Input »
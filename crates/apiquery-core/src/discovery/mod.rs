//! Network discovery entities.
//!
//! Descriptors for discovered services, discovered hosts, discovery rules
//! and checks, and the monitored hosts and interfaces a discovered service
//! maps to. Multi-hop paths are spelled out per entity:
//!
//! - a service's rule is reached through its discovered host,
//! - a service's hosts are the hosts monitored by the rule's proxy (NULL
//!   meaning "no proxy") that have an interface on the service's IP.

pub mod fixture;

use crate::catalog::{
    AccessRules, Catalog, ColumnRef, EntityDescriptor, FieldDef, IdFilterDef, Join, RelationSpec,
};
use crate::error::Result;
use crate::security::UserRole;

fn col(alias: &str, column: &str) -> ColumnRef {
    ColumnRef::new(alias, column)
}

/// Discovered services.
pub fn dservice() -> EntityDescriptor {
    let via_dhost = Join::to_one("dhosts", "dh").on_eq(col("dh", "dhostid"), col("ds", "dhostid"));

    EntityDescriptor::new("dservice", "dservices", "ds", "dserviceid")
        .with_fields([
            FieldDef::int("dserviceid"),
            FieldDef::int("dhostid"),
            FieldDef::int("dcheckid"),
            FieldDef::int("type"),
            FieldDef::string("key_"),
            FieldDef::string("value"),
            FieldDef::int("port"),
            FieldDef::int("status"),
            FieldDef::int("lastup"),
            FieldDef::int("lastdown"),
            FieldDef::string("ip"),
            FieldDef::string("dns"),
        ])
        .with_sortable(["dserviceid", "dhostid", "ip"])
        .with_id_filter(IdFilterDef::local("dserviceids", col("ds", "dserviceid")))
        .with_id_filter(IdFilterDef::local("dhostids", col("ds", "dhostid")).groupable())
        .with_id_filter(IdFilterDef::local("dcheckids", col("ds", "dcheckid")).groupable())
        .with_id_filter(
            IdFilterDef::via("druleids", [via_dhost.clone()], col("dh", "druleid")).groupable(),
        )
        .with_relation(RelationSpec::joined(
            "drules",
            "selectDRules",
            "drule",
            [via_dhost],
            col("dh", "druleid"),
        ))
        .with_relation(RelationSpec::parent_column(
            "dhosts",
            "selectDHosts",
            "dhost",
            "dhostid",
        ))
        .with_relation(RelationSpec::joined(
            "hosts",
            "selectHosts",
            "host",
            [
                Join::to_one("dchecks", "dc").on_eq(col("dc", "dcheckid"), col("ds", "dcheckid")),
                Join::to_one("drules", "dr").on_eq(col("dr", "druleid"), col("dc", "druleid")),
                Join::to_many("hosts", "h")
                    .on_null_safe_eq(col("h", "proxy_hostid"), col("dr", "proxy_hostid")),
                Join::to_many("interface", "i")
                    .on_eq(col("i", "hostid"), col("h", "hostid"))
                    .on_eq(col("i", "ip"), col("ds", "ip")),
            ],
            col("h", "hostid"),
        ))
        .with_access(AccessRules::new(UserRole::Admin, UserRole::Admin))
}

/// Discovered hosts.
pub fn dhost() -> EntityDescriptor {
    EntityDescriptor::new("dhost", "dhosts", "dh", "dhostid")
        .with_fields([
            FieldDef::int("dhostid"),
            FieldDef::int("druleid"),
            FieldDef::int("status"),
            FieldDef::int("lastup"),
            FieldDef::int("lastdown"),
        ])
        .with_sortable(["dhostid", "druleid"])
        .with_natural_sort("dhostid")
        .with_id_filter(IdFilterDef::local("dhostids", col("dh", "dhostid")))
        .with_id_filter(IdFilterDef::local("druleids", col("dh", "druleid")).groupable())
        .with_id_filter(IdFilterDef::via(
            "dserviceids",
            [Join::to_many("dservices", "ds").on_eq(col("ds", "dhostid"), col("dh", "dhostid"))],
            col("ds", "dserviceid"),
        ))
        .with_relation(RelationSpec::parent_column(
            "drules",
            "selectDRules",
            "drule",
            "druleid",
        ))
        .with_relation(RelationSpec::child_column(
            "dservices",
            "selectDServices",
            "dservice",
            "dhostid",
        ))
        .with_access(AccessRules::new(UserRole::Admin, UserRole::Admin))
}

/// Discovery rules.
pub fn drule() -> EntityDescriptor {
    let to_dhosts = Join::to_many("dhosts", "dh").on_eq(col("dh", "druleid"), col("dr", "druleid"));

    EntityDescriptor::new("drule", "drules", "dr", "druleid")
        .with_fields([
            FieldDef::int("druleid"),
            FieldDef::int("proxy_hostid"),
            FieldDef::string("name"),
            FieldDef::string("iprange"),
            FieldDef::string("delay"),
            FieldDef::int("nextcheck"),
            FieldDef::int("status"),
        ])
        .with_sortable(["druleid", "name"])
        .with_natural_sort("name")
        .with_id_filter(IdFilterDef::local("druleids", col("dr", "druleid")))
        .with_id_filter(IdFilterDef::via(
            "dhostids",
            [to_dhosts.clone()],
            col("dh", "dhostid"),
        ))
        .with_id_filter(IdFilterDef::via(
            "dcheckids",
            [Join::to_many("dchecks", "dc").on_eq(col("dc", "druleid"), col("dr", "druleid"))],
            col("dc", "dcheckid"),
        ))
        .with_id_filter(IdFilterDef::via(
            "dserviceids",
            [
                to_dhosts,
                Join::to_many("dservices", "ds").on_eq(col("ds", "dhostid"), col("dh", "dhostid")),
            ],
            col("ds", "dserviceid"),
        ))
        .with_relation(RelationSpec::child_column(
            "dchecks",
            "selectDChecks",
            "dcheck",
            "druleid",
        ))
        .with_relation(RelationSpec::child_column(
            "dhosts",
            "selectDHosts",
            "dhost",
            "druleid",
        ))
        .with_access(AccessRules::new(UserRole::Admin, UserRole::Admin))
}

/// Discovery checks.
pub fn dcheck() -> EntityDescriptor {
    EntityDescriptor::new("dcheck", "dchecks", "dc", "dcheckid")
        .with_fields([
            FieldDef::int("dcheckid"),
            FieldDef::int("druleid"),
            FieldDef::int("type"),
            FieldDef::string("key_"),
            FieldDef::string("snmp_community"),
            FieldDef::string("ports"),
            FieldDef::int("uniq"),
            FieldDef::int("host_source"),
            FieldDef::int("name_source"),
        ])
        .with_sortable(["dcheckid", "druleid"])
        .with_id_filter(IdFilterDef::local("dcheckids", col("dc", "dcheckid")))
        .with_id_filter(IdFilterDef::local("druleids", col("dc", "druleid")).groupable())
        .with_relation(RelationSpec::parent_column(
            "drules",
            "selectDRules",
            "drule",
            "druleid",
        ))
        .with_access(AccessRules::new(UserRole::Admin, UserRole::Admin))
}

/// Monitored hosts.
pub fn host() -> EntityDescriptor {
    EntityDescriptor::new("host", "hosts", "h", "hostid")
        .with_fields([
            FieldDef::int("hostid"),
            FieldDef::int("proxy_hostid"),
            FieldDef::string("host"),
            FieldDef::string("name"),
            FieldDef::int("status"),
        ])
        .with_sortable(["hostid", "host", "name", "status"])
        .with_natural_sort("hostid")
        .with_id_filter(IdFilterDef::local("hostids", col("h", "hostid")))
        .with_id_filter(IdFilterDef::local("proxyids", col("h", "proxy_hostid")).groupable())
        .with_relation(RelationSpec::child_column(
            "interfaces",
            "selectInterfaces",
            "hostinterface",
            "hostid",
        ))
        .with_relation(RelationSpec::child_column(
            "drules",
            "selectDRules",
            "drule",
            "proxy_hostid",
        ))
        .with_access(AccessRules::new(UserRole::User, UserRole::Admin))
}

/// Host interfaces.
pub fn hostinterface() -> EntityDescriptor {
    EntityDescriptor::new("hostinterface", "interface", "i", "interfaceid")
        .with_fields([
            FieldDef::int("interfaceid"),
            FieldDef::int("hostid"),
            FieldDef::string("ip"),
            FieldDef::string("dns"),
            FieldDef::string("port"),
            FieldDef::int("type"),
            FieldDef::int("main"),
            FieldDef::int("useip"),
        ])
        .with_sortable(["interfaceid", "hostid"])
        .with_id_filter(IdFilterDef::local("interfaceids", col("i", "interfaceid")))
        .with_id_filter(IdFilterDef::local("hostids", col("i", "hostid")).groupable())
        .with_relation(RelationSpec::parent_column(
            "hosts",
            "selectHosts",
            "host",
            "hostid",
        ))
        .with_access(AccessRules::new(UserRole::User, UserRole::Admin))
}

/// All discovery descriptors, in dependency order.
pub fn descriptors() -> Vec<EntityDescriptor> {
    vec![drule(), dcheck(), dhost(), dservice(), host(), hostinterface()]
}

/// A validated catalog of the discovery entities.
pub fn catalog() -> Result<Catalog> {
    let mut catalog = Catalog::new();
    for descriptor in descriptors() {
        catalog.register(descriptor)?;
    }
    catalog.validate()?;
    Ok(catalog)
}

---

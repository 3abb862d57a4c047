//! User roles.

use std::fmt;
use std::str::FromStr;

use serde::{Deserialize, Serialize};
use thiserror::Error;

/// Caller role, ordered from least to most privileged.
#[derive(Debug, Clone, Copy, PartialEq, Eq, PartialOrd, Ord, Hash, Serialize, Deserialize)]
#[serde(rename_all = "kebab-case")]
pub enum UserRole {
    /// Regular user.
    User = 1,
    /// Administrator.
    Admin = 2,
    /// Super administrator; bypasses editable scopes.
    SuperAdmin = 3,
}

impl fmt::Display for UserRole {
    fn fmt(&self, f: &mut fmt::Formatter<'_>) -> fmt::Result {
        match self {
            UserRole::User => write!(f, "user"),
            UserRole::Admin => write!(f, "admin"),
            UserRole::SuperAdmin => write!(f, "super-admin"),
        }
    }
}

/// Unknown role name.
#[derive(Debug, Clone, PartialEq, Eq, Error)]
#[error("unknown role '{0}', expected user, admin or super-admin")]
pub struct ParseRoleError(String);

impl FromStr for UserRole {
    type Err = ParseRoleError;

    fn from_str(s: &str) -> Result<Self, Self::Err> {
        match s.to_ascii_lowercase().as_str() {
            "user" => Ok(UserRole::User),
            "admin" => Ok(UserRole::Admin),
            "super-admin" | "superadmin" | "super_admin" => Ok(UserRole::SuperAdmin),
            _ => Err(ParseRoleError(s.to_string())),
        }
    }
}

Your assignment »
Scan the data above line by line. Please say how many lines hold the word "serde", and give only that number.

Result of this exercise »
2